But as true to its source as it may be, you can still expect plenty of minor tweaks and upgrades.

Secret video clips – memories recorded by 343 Guilty Spark, halo’s ball-shaped artificial intelligence – are waiting to be discovered by players who explore every nook and cranny of the ring world. These are the only pieces of new narrative content, and run the risk of going unfound by those who simply zoom through the campaign.

Less likely to go unnoticed are the new graphics, which are light years beyond what was possible when the original game was released. The outdoor areas of the halo are now alive with fluffy cloud formations, sparkling water, and denser foliage while its innards glow with exotic and detailed alien devices. It’s not quite on par with the graphical showmanship of games like Batman: Arkham City, but it looks every bit like a modern game.

Even more impressive is that it also plays like a modern game – this despite the fact that the interface and mechanics have been left pretty much unchanged, save for the addition of a handful of optional Kinect voice commands (you can now say “grenade” to throw a grenade or “change weapon” to switch between your two guns).

The controls are tight and responsive, and our allies and enemies are shockingly intelligent. Elites are viciously aggressive and unpredictable killers, while the weaker grunts that follow them are smart enough to know to flee if their captains are dispatched. Even the game’s weapons – including the famous magnum, which is just as gloriously overpowered as you remember – feel in synch with modern shooter expectations.

That the core experience still feels so contemporary is a clear testament to both the brilliance of the original game and the influence it’s had on the first-person shooter genre over the last decade.

That’s not to say every element of the game has aged with similar grace. The often repetitive, cookie-cutter alien environments – which begin in Assault on the Control Room and only get worse as we progress through to Library – prove at least as annoying as they did back in 2001. And the Flood...well, they’re still the Flood; bereft of personality and frustratingly kamikaze-like in conduct.

Of course, as has always been the case in Halo games, the campaign is only one half of the experience. The other is multiplayer. And while the original Halo didn’t facilitate online play (save for those adventurous few who employed mods to connect with similarly tech savvy players), it did offer several enormously entertaining local multiplayer modes. Indeed, whether it was just me and a couple of friends playing in split-screen mode or the frequent LAN parties I attended that saw multiple TVs and Xboxes moved into the same room, multiplayer sessions were a highlight of the Halo experience.

Sadly, 343 Industries has completely omitted these local competitive modes.

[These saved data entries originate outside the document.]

use crate::db::models::Coupon;
use crate::errors::ApiError;
use crate::Result;
use chrono::NaiveDateTime;

/// Flat shipping fee waived from a subtotal threshold
#[derive(Debug, Clone, Copy, PartialEq)]
pub struct ShippingPolicy {
    pub fee: f64,
    pub free_threshold: f64,
}

impl ShippingPolicy {
    pub fn fee_for(&self, subtotal: f64, cart_empty: bool) -> f64 {
        if cart_empty || subtotal >= self.free_threshold {
            0.0
        } else {
            self.fee
        }
    }
}

/// Amounts of a checkout, all in yen
#[derive(Debug, Clone, PartialEq)]
pub struct CheckoutTotals {
    pub subtotal: f64,
    pub coupon_discount: f64,
    pub used_points: i32,
    pub points_discount: f64,
    pub shipping_fee: f64,
    pub total: f64,
}

/// Checks that a coupon may be applied to a cart of the given subtotal
pub fn validate_coupon(coupon: &Coupon, subtotal: f64, now: NaiveDateTime) -> Result<()> {
    if !coupon.is_active {
        return Err(ApiError::CouponInactive);
    }
    if now < coupon.start_date || now > coupon.end_date {
        return Err(ApiError::CouponExpired);
    }
    if subtotal < coupon.min_purchase_amount {
        return Err(ApiError::CouponMinPurchaseNotMet(coupon.min_purchase_amount));
    }
    Ok(())
}

/// Discount granted by a coupon, never more than the subtotal
///
/// Percentage discounts are rounded down to whole yen before the cap applies.
pub fn coupon_discount(coupon: &Coupon, subtotal: f64) -> f64 {
    let discount = if coupon.discount_type == "percentage" {
        let raw = (subtotal * coupon.discount_value / 100.0).floor();
        match coupon.max_discount_amount {
            Some(cap) => raw.min(cap),
            None => raw,
        }
    } else {
        coupon.discount_value
    };
    discount.clamp(0.0, subtotal.max(0.0))
}

/// Computes the amounts shown on the checkout page
///
/// # Arguments
/// * `subtotal` - Sum of the cart lines at their effective price
/// * `cart_empty` - Whether the cart holds no lines
/// * `coupon` - Coupon stored on the session, ignored when it no longer validates
/// * `requested_points` - Points stored on the session, one point is one yen
/// * `now` - Reference time for the coupon window
/// * `policy` - Shipping fee rules
///
/// # Returns
/// * `CheckoutTotals` - Discounts, shipping and the amount to pay
pub fn compute_totals(
    subtotal: f64,
    cart_empty: bool,
    coupon: Option<&Coupon>,
    requested_points: i32,
    now: NaiveDateTime,
    policy: ShippingPolicy,
) -> CheckoutTotals {
    let coupon_discount = coupon
        .filter(|c| validate_coupon(c, subtotal, now).is_ok())
        .map(|c| coupon_discount(c, subtotal))
        .unwrap_or(0.0);

    let remaining = (subtotal - coupon_discount).max(0.0);
    // Points are whole yen, a fractional remainder is only partly covered
    let points_discount = f64::from(requested_points.max(0)).min(remaining.floor());
    let shipping_fee = policy.fee_for(subtotal, cart_empty);
    let total = (subtotal - coupon_discount - points_discount).max(0.0) + shipping_fee;

    CheckoutTotals {
        subtotal,
        coupon_discount,
        used_points: points_discount as i32,
        points_discount,
        shipping_fee,
        total,
    }
}

#[cfg(test)]
mod tests {
    use super::*;
    use chrono::NaiveDate;

    const POLICY: ShippingPolicy = ShippingPolicy {
        fee: 550.0,
        free_threshold: 5000.0,
    };

    fn at(month: u32, day: u32) -> NaiveDateTime {
        NaiveDate::from_ymd_opt(2025, month, day)
            .unwrap()
            .and_hms_opt(12, 0, 0)
            .unwrap()
    }

    fn coupon(discount_type: &str, value: f64, cap: Option<f64>, min: f64) -> Coupon {
        Coupon {
            id: 1,
            coupon_code: "WELCOME".to_string(),
            name: "ようこそクーポン".to_string(),
            description: None,
            discount_type: discount_type.to_string(),
            discount_value: value,
            max_discount_amount: cap,
            min_purchase_amount: min,
            is_active: true,
            start_date: at(1, 1),
            end_date: at(12, 31),
        }
    }

    #[test]
    fn test_validate_coupon() {
        let now = at(6, 1);
        let valid = coupon("fixed", 500.0, None, 3000.0);
        assert!(validate_coupon(&valid, 3000.0, now).is_ok());

        assert!(matches!(
            validate_coupon(&valid, 2999.0, now),
            Err(ApiError::CouponMinPurchaseNotMet(min)) if min == 3000.0
        ));

        let mut inactive = valid.clone();
        inactive.is_active = false;
        assert!(matches!(
            validate_coupon(&inactive, 5000.0, now),
            Err(ApiError::CouponInactive)
        ));

        let mut expired = valid.clone();
        expired.end_date = at(5, 31);
        assert!(matches!(
            validate_coupon(&expired, 5000.0, now),
            Err(ApiError::CouponExpired)
        ));
    }

    #[test]
    fn test_percentage_discount_is_capped() {
        let capped = coupon("percentage", 10.0, Some(2000.0), 0.0);
        assert_eq!(coupon_discount(&capped, 12000.0), 1200.0);
        assert_eq!(coupon_discount(&capped, 50000.0), 2000.0);

        let uncapped = coupon("percentage", 15.0, None, 0.0);
        assert_eq!(coupon_discount(&uncapped, 999.0), 149.0);
    }

    #[test]
    fn test_fixed_discount_never_exceeds_subtotal() {
        let fixed = coupon("fixed", 500.0, None, 0.0);
        assert_eq!(coupon_discount(&fixed, 3000.0), 500.0);
        assert_eq!(coupon_discount(&fixed, 300.0), 300.0);
    }

    #[test]
    fn test_totals_with_coupon_and_points() {
        let fixed = coupon("fixed", 500.0, None, 0.0);
        let totals = compute_totals(4000.0, false, Some(&fixed), 300, at(6, 1), POLICY);

        assert_eq!(totals.coupon_discount, 500.0);
        assert_eq!(totals.points_discount, 300.0);
        assert_eq!(totals.used_points, 300);
        assert_eq!(totals.shipping_fee, 550.0);
        assert_eq!(totals.total, 4000.0 - 500.0 - 300.0 + 550.0);
    }

    #[test]
    fn test_points_limited_to_remaining_amount() {
        let fixed = coupon("fixed", 1000.0, None, 0.0);
        let totals = compute_totals(6000.0, false, Some(&fixed), 9000, at(6, 1), POLICY);

        assert_eq!(totals.points_discount, 5000.0);
        assert_eq!(totals.used_points, 5000);
        assert_eq!(totals.shipping_fee, 0.0);
        assert_eq!(totals.total, 0.0);
    }

    #[test]
    fn test_points_cover_whole_yen_of_fractional_subtotal() {
        let totals = compute_totals(1234.5, false, None, 2000, at(6, 1), POLICY);

        assert_eq!(totals.used_points, 1234);
        assert_eq!(totals.points_discount, 1234.0);
        assert_eq!(totals.total, 0.5 + 550.0);
    }

    #[test]
    fn test_invalid_coupon_contributes_nothing() {
        let strict = coupon("fixed", 500.0, None, 10000.0);
        let totals = compute_totals(4000.0, false, Some(&strict), 0, at(6, 1), POLICY);
        assert_eq!(totals.coupon_discount, 0.0);
        assert_eq!(totals.total, 4550.0);
    }

    #[test]
    fn test_empty_cart_has_no_shipping() {
        let totals = compute_totals(0.0, true, None, 0, at(6, 1), POLICY);
        assert_eq!(totals.shipping_fee, 0.0);
        assert_eq!(totals.total, 0.0);
    }
}
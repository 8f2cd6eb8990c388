use super::{parse_body, respond, ApiResult, CurrentUser, FETCHED};
use crate::db::models::{
    ApplyCouponRequest, CheckoutInfoResponse, PaymentMethodInfo, UsePointsRequest,
};
use crate::db::DbClient;
use crate::errors::ApiError;
use crate::logging::audit_log;
use crate::validation::{parse_points, require_coupon_code};
use axum::extract::{rejection::JsonRejection, State};
use axum::Json;
use serde_json::Value;
use tracing::info;

const COUPON_PATH: &str = "/api/v1/checkout/coupon";

/// # Endpoint: GET /api/v1/payments/methods
pub(crate) async fn get_payment_methods(
    State(db): State<DbClient>,
) -> ApiResult<Vec<PaymentMethodInfo>> {
    info!("Fetching payment methods");
    respond(db.get_payment_methods().await, FETCHED)
}

/// Coupons, points and totals of the caller's checkout
///
/// # Endpoint: GET /api/v1/checkout
pub(crate) async fn get_checkout_info(
    State(db): State<DbClient>,
    CurrentUser(user_id): CurrentUser,
) -> ApiResult<CheckoutInfoResponse> {
    info!("Fetching checkout info for user: {}", user_id);
    respond(db.get_checkout_info(user_id).await, FETCHED)
}

/// # Endpoint: POST /api/v1/checkout/coupon
pub(crate) async fn select_coupon(
    State(db): State<DbClient>,
    CurrentUser(user_id): CurrentUser,
    payload: Result<Json<Value>, JsonRejection>,
) -> ApiResult<CheckoutInfoResponse> {
    let result = async {
        let (request, raw) = parse_body::<ApplyCouponRequest>(payload)?;
        audit_log("POST", COUPON_PATH, user_id, Some(&raw));

        let code = require_coupon_code(request.coupon_code.as_deref())
            .map_err(ApiError::InvalidParameter)?;
        db.select_coupon(user_id, &code).await
    }
    .await;

    respond(result, "クーポンを適用しました")
}

/// # Endpoint: DELETE /api/v1/checkout/coupon
pub(crate) async fn clear_coupon(
    State(db): State<DbClient>,
    CurrentUser(user_id): CurrentUser,
) -> ApiResult<CheckoutInfoResponse> {
    audit_log("DELETE", COUPON_PATH, user_id, None);
    respond(db.clear_coupon(user_id).await, "クーポンを解除しました")
}

/// Reserves points for the checkout, zero releases them
///
/// # Endpoint: POST /api/v1/checkout/points
pub(crate) async fn use_points(
    State(db): State<DbClient>,
    CurrentUser(user_id): CurrentUser,
    payload: Result<Json<Value>, JsonRejection>,
) -> ApiResult<CheckoutInfoResponse> {
    let result = async {
        let (request, raw) = parse_body::<UsePointsRequest>(payload)?;
        audit_log("POST", "/api/v1/checkout/points", user_id, Some(&raw));

        let points = parse_points(request.points_to_use.as_ref()).map_err(ApiError::InvalidParameter)?;
        db.use_points(user_id, points).await
    }
    .await;

    respond(result, "ポイントを適用しました")
}
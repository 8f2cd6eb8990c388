// src/api/index.rs

use axum::Json;
use serde_json::{json, Value};
use std::sync::OnceLock;

/// Static JSON response for the index endpoint
static INDEX_JSON: OnceLock<Value> = OnceLock::new();

fn endpoint(method: &str, path: &str, description: &str, params: Value) -> Value {
    json!({
        "path": path,
        "method": method,
        "description": description,
        "params": params
    })
}

fn paging_params() -> Value {
    json!({
        "page": { "type": "integer", "required": false, "description": "Page number starting from 1, defaults to 1" },
        "limit": { "type": "integer", "required": false, "description": "Page size between 1 and 100, defaults to 10" }
    })
}

/// Handler for the index endpoint that provides API documentation
///
/// # Endpoint: GET /
///
/// # Returns
/// * `Json<Value>` - JSON response containing API endpoint documentation
pub fn index() -> Json<Value> {
    let value = INDEX_JSON.get_or_init(|| {
        let mut review_params = paging_params();
        review_params["rating"] = json!({ "type": "integer", "required": false, "description": "Only reviews with this rating, 1 to 5" });
        review_params["sort"] = json!({ "type": "string", "required": false, "description": "newest, oldest, highest_rating, lowest_rating or most_helpful" });

        let mut qa_params = paging_params();
        qa_params["sort"] = json!({ "type": "string", "required": false, "description": "newest, oldest or most_helpful" });

        let mut favorite_params = paging_params();
        favorite_params["sort"] = json!({ "type": "string", "required": false, "description": "newest or oldest" });

        let cart_params = json!({
            "sku_id": { "type": "string", "required": true, "description": "SKU UUID" },
            "quantity": { "type": "integer", "required": false, "description": "Quantity of at least 1, defaults to 1" }
        });

        let address_params = json!({
            "postal_code": { "type": "string", "required": true, "description": "Up to 10 characters" },
            "prefecture": { "type": "string", "required": true, "description": "Up to 50 characters" },
            "city": { "type": "string", "required": true, "description": "Up to 100 characters" },
            "address_line1": { "type": "string", "required": true, "description": "Up to 255 characters" },
            "address_line2": { "type": "string", "required": false, "description": "Up to 255 characters" },
            "recipient_name": { "type": "string", "required": true, "description": "Up to 100 characters" },
            "phone_number": { "type": "string", "required": true, "description": "Up to 20 characters" },
            "is_default": { "type": "boolean", "required": false, "description": "Make this the default address" }
        });

        json!({
            "user_header": "User scoped endpoints require the X-User-Id header",
            "endpoints": [
                endpoint("GET", "/", "API endpoint documentation", json!({})),
                endpoint("GET", "/health", "Database and Redis health report", json!({})),
                endpoint("GET", "/api/v1/products/sku", "Product page data for a SKU", json!({
                    "skuId": { "type": "string", "required": false, "description": "SKU UUID" },
                    "productId": { "type": "string", "required": false, "description": "Product UUID, its default SKU is used without skuId" }
                })),
                endpoint("GET", "/api/v1/products/:product_id/variants", "Variant option groups of a product", json!({})),
                endpoint("GET", "/api/v1/skus/:sku_id/images", "Images of a SKU", json!({})),
                endpoint("GET", "/api/v1/products/:product_code/related", "Related products and categories", json!({
                    "limit": { "type": "integer", "required": false, "description": "Between 1 and 10, defaults to 5" }
                })),
                endpoint("GET", "/api/v1/products/:product_code/coordinates", "Staff coordinate sets featuring the product", json!({
                    "limit": { "type": "integer", "required": false, "description": "Between 1 and 5, defaults to 4" }
                })),
                endpoint("GET", "/api/v1/products/:product_code/reviews", "Approved reviews of a product", review_params),
                endpoint("GET", "/api/v1/products/:product_code/questions", "Answered questions of a product", qa_params),
                endpoint("GET", "/api/v1/favorites", "Favorite SKUs of the user", favorite_params),
                endpoint("POST", "/api/v1/favorites/:sku_id", "Add a SKU to favorites", json!({})),
                endpoint("DELETE", "/api/v1/favorites/:sku_id", "Remove a SKU from favorites", json!({})),
                endpoint("GET", "/api/v1/history", "SKU view history of the user", paging_params()),
                endpoint("POST", "/api/v1/history/:sku_id", "Record a SKU view", json!({})),
                endpoint("GET", "/api/v1/cart/items", "Cart contents and totals", json!({})),
                endpoint("POST", "/api/v1/cart/items", "Add a SKU to the cart", cart_params.clone()),
                endpoint("PUT", "/api/v1/cart/items", "Set the quantity of a cart line", cart_params),
                endpoint("DELETE", "/api/v1/cart/items/:sku_id", "Remove a cart line", json!({})),
                endpoint("GET", "/api/v1/addresses", "Shipping addresses of the user", json!({})),
                endpoint("POST", "/api/v1/addresses", "Add a shipping address", address_params.clone()),
                endpoint("PUT", "/api/v1/addresses/:address_id", "Change a shipping address", address_params),
                endpoint("DELETE", "/api/v1/addresses/:address_id", "Delete a shipping address", json!({})),
                endpoint("GET", "/api/v1/payments/methods", "Active payment methods", json!({})),
                endpoint("GET", "/api/v1/checkout", "Coupons, points and totals of the checkout", json!({})),
                endpoint("POST", "/api/v1/checkout/coupon", "Apply a coupon", json!({
                    "coupon_code": { "type": "string", "required": true, "description": "Coupon code" }
                })),
                endpoint("DELETE", "/api/v1/checkout/coupon", "Remove the applied coupon", json!({})),
                endpoint("POST", "/api/v1/checkout/points", "Use points for the checkout", json!({
                    "points_to_use": { "type": "integer", "required": true, "description": "Points to use, 0 releases them" }
                })),
            ]
        })
    });

    Json(value.clone())
}
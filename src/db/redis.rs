use super::DbClient;
use crate::errors::ApiError;
use crate::Result;
use redis::AsyncCommands;

/// Cache key of the variant options response built for a product's default SKU
pub fn variant_cache_key(default_sku_id: &str) -> String {
    format!("skuid:{}", default_sku_id)
}

impl DbClient {
    pub async fn set_cache(&self, key: &str, value: &str, ttl_secs: u64) -> Result<()> {
        let mut redis_conn = self.get_async_redis_conn().await.map_err(|err| {
            tracing::error!("Redis connection error: {}", err);
            ApiError::from(err)
        })?;

        redis_conn
            .set_ex::<_, _, ()>(key, value, ttl_secs)
            .await
            .map_err(|err| {
                tracing::error!("Redis SET failed: {}", err);
                ApiError::from(err)
            })?;
        tracing::info!("Cache set for key: {}", key);
        Ok(())
    }

    pub async fn get_cache(&self, key: &str) -> Result<String> {
        let mut redis_conn = self.get_async_redis_conn().await.map_err(|err| {
            tracing::error!("Redis connection error: {}", err);
            ApiError::from(err)
        })?;

        let value: Option<String> = redis_conn.get(key).await.map_err(|err| {
            tracing::error!("Redis GET failed: {}", err);
            ApiError::from(err)
        })?;

        value.ok_or_else(|| ApiError::NotFound(key.to_string()))
    }

    pub async fn delete_cache(&self, key: &str) -> Result<()> {
        let mut redis_conn = self.get_async_redis_conn().await?;
        redis_conn.del::<_, ()>(key).await.map_err(|err| {
            tracing::error!("Redis DEL failed: {}", err);
            ApiError::from(err)
        })?;
        tracing::info!("Cache cleared for key: {}", key);
        Ok(())
    }
}

#[cfg(test)]
mod tests {
    use super::*;

    #[test]
    fn test_variant_cache_key() {
        assert_eq!(
            variant_cache_key("0b6e3f7a-1c2d-4e5f-8a9b-0c1d2e3f4a5b"),
            "skuid:0b6e3f7a-1c2d-4e5f-8a9b-0c1d2e3f4a5b"
        );
    }

    #[tokio::test]
    async fn test_cache_round_trip() {
        dotenv::dotenv().ok();
        let Ok(redis_url) = std::env::var("TEST_REDIS_URL") else {
            return;
        };
        let client = DbClient::new("postgres://localhost/unused", &redis_url).unwrap();

        client.set_cache("catalog-test-key", "value", 30).await.unwrap();
        assert_eq!(client.get_cache("catalog-test-key").await.unwrap(), "value");

        client.delete_cache("catalog-test-key").await.unwrap();
        assert!(matches!(
            client.get_cache("catalog-test-key").await,
            Err(ApiError::NotFound(_))
        ));
    }
}
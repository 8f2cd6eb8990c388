use crate::db::models::{
    PriceInfo, SkuPriceRow, VariantOption, VariantOptionGroup, VariantOptionRow,
};

use super::misc::format_yen;

pub const REGULAR_PRICE_TYPE: &str = "original";
pub const REGULAR_PRICE_NAME: &str = "通常価格";
pub const SALE_PRICE_NAME: &str = "セール価格";

/// Resolves the price a SKU sells for right now
///
/// # Arguments
/// * `row` - Regular price and in-window sale price of the SKU
///
/// # Returns
/// * `Option<PriceInfo>` - Sale price with the regular one as original amount,
///   the regular price when no sale runs, None when the SKU has no price at all
pub fn effective_price(row: &SkuPriceRow) -> Option<PriceInfo> {
    match (row.sale_price, row.regular_price) {
        (Some(sale), regular) => Some(PriceInfo {
            amount: sale,
            formatted_amount: format_yen(sale),
            price_type: row
                .sale_type_code
                .clone()
                .unwrap_or_else(|| "sale".to_string()),
            type_name: SALE_PRICE_NAME.to_string(),
            original_amount: regular,
            formatted_original_amount: regular.map(format_yen),
        }),
        (None, Some(regular)) => Some(PriceInfo {
            amount: regular,
            formatted_amount: format_yen(regular),
            price_type: REGULAR_PRICE_TYPE.to_string(),
            type_name: REGULAR_PRICE_NAME.to_string(),
            original_amount: None,
            formatted_original_amount: None,
        }),
        (None, None) => None,
    }
}

/// Folds ordered (attribute, option, sku) rows into variant groups
///
/// Rows must arrive ordered by attribute, then option, then SKU id. Group and option
/// order is kept as it arrives, linked SKU ids come out sorted and deduplicated.
pub fn group_variant_options(rows: Vec<VariantOptionRow>) -> Vec<VariantOptionGroup> {
    let mut groups: Vec<VariantOptionGroup> = Vec::new();

    for row in rows {
        let new_group = groups
            .last()
            .map_or(true, |group| group.attribute_id != row.attribute_id);
        if new_group {
            groups.push(VariantOptionGroup {
                attribute_id: row.attribute_id,
                attribute_name: row.attribute_name.clone(),
                attribute_code: row.attribute_code.clone(),
                options: Vec::new(),
            });
        }
        let Some(group) = groups.last_mut() else {
            continue;
        };

        match group.options.last_mut() {
            Some(option) if option.option_id == row.option_id => {
                option.linked_sku_ids.push(row.sku_id);
            }
            _ => group.options.push(VariantOption {
                option_id: row.option_id,
                option_value: row.option_value,
                option_code: row.option_code,
                linked_sku_ids: vec![row.sku_id],
            }),
        }
    }

    for option in groups.iter_mut().flat_map(|g| g.options.iter_mut()) {
        option.linked_sku_ids.sort();
        option.linked_sku_ids.dedup();
    }

    groups
}
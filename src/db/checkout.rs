use crate::db::cart::cart_subtotal;
use crate::db::models::{
    AppliedCouponInfo, AvailableCouponInfo, CheckoutInfoResponse, CheckoutSession, Coupon,
    CurrentCheckoutState, NewCheckoutSession, PaymentMethod, PaymentMethodInfo, UserPointInfo,
};
use crate::db::DbClient;
use crate::errors::ApiError;
use crate::services::checkout::{compute_totals, validate_coupon, ShippingPolicy};
use crate::services::misc::{coupon_discount_text, format_yen};
use crate::{Result, CONFIG};
use chrono::{NaiveDateTime, Utc};
use diesel::sql_types::{Int8, Text, Timestamp};
use diesel::{sql_query, ExpressionMethods, OptionalExtension, QueryDsl, SelectableHelper};
use diesel_async::{AsyncPgConnection, RunQueryDsl};
use tracing::{error, info};

const COUPON_COLUMNS: &str = "id, coupon_code, name, description, discount_type,
    CAST(discount_value AS DOUBLE PRECISION) AS discount_value,
    CAST(max_discount_amount AS DOUBLE PRECISION) AS max_discount_amount,
    CAST(min_purchase_amount AS DOUBLE PRECISION) AS min_purchase_amount,
    is_active, start_date, end_date";

fn shipping_policy() -> ShippingPolicy {
    ShippingPolicy {
        fee: CONFIG.shipping_fee,
        free_threshold: CONFIG.free_shipping_threshold,
    }
}

async fn find_coupon_by_code(conn: &mut AsyncPgConnection, code: &str) -> Result<Option<Coupon>> {
    sql_query(format!(
        "SELECT {COUPON_COLUMNS} FROM coupons WHERE coupon_code = $1"
    ))
    .bind::<Text, _>(code)
    .get_result::<Coupon>(conn)
    .await
    .optional()
    .map_err(Into::into)
}

async fn find_coupon_by_id(conn: &mut AsyncPgConnection, coupon: i64) -> Result<Option<Coupon>> {
    sql_query(format!("SELECT {COUPON_COLUMNS} FROM coupons WHERE id = $1"))
        .bind::<Int8, _>(coupon)
        .get_result::<Coupon>(conn)
        .await
        .optional()
        .map_err(Into::into)
}

async fn user_available_points(conn: &mut AsyncPgConnection, user: i64) -> Result<i32> {
    use crate::schema::user_points::dsl::*;

    let points = user_points
        .filter(user_id.eq(user))
        .select(available_points)
        .first::<i32>(conn)
        .await
        .optional()?;
    Ok(points.unwrap_or(0))
}

async fn checkout_state(
    conn: &mut AsyncPgConnection,
    user: i64,
    points: i32,
    now: NaiveDateTime,
) -> Result<CurrentCheckoutState> {
    let session = {
        use crate::schema::checkout_sessions::dsl::*;
        checkout_sessions
            .filter(user_id.eq(user))
            .select(CheckoutSession::as_select())
            .first(conn)
            .await
            .optional()?
    };

    let coupon = match session.as_ref().and_then(|s| s.applied_coupon_id) {
        Some(coupon_id) => find_coupon_by_id(conn, coupon_id).await?,
        None => None,
    };
    // Points spent elsewhere since they were reserved no longer count
    let requested_points = session.map_or(0, |s| s.used_points).min(points);

    let (subtotal, cart_empty) = cart_subtotal(conn, user, now).await?;
    let totals = compute_totals(
        subtotal,
        cart_empty,
        coupon.as_ref(),
        requested_points,
        now,
        shipping_policy(),
    );

    let applied_coupon_info = coupon.map(|c| AppliedCouponInfo {
        coupon_id: c.id,
        coupon_code: c.coupon_code,
        name: c.name,
        discount_amount: totals.coupon_discount,
        formatted_discount_amount: format_yen(totals.coupon_discount),
    });

    Ok(CurrentCheckoutState {
        cart_subtotal_formatted: format_yen(totals.subtotal),
        applied_coupon_info,
        coupon_discount_amount_formatted: format_yen(totals.coupon_discount),
        used_points: totals.used_points,
        points_discount_amount_formatted: format_yen(totals.points_discount),
        shipping_fee_formatted: format_yen(totals.shipping_fee),
        total_amount_formatted: format_yen(totals.total),
    })
}

/// DbClient helper functions for payment methods, coupons, points and checkout sessions
impl DbClient {
    pub async fn get_payment_methods(&self) -> Result<Vec<PaymentMethodInfo>> {
        use crate::schema::payment_methods::dsl::*;

        let conn = &mut self.get_db_conn().await?;
        let methods = payment_methods
            .filter(is_active.eq(true))
            .order((sort_order.asc(), id.asc()))
            .select(PaymentMethod::as_select())
            .load(conn)
            .await?;

        Ok(methods.into_iter().map(Into::into).collect())
    }

    /// Coupons, points and the amounts of the user's current checkout
    pub async fn get_checkout_info(&self, user: i64) -> Result<CheckoutInfoResponse> {
        let conn = &mut self.get_db_conn().await?;
        let now = Utc::now().naive_utc();

        let available_coupons = sql_query(format!(
            "SELECT {COUPON_COLUMNS} FROM coupons
             WHERE is_active AND start_date <= $1 AND end_date >= $1
             ORDER BY end_date, id"
        ))
        .bind::<Timestamp, _>(now)
        .load::<Coupon>(conn)
        .await
        .map_err(|e| {
            error!("Failed to fetch available coupons: {}", e);
            ApiError::from(e)
        })?
        .into_iter()
        .map(|coupon| AvailableCouponInfo {
            discount_text: coupon_discount_text(
                &coupon.discount_type,
                coupon.discount_value,
                coupon.max_discount_amount,
            ),
            coupon_id: coupon.id,
            coupon_code: coupon.coupon_code,
            name: coupon.name,
            description: coupon.description,
        })
        .collect();

        let points = user_available_points(conn, user).await?;
        let current_checkout_state = checkout_state(conn, user, points, now).await?;

        Ok(CheckoutInfoResponse {
            available_coupons,
            user_points: UserPointInfo {
                available_points: points,
            },
            current_checkout_state,
        })
    }

    /// Applies a coupon to the user's checkout after checking it against the cart
    pub async fn select_coupon(&self, user: i64, code: &str) -> Result<CheckoutInfoResponse> {
        use crate::schema::checkout_sessions::dsl::*;

        {
            let conn = &mut self.get_db_conn().await?;
            let now = Utc::now().naive_utc();

            let (subtotal, cart_empty) = cart_subtotal(conn, user, now).await?;
            if cart_empty {
                return Err(ApiError::CartEmpty);
            }

            let coupon = find_coupon_by_code(conn, code)
                .await?
                .ok_or(ApiError::CouponNotFound)?;
            validate_coupon(&coupon, subtotal, now)?;

            diesel::insert_into(checkout_sessions)
                .values(NewCheckoutSession {
                    user_id: user,
                    applied_coupon_id: Some(coupon.id),
                    used_points: 0,
                    updated_at: now,
                })
                .on_conflict(user_id)
                .do_update()
                .set((applied_coupon_id.eq(Some(coupon.id)), updated_at.eq(now)))
                .execute(conn)
                .await?;
            info!("User {} applied coupon {}", user, code);
        }

        self.get_checkout_info(user).await
    }

    pub async fn clear_coupon(&self, user: i64) -> Result<CheckoutInfoResponse> {
        use crate::schema::checkout_sessions::dsl::*;

        {
            let conn = &mut self.get_db_conn().await?;
            diesel::update(checkout_sessions.filter(user_id.eq(user)))
                .set((
                    applied_coupon_id.eq(None::<i64>),
                    updated_at.eq(Utc::now().naive_utc()),
                ))
                .execute(conn)
                .await?;
            info!("User {} cleared the applied coupon", user);
        }

        self.get_checkout_info(user).await
    }

    /// Reserves points for the checkout, zero releases them
    pub async fn use_points(&self, user: i64, points: i64) -> Result<CheckoutInfoResponse> {
        use crate::schema::checkout_sessions::dsl::*;

        // Balances are i32, anything wider can never be covered
        let points = i32::try_from(points).map_err(|_| ApiError::InsufficientPoints)?;
        {
            let conn = &mut self.get_db_conn().await?;
            if points > user_available_points(conn, user).await? {
                return Err(ApiError::InsufficientPoints);
            }

            let now = Utc::now().naive_utc();
            diesel::insert_into(checkout_sessions)
                .values(NewCheckoutSession {
                    user_id: user,
                    applied_coupon_id: None,
                    used_points: points,
                    updated_at: now,
                })
                .on_conflict(user_id)
                .do_update()
                .set((used_points.eq(points), updated_at.eq(now)))
                .execute(conn)
                .await?;
            info!("User {} reserved {} points", user, points);
        }

        self.get_checkout_info(user).await
    }
}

In place of local multiplayer we’re given a robust online multiplayer experience powered by the same engine used by Halo: Reach, which means you can expect to see the series’ more modern sandbox-y elements – think bubble shields and jetpacks – as well as features like the Forge, which facilitates basic map editing.

The servers were empty every time I tried to log on during my pre-release evaluation, so all I could do was wander about empty levels, many of which are recreations of popular multiplayer maps from Halo: Combat Evolved and Halo 2, such as Hang ‘em High, which is set inside an alien facility on the ring world, and the canyon wall-enclosed Beaver Creek.

These proven maps are sure to deliver plenty of online fun, especially for die hard fans of the franchise’s newer instalments.

Having played many of this year’s remakes, I’ve slowly come to realize that to compare any of them to the games upon which they are based is probably folly. To do so implies the desire to recapture the original experience, which is impossible. Aside from the simple fact that we already know how they end and what to anticipate along the journey, we must also take into consideration that when we first played these games we were younger and had different expectations and desires regarding our interactive entertainment.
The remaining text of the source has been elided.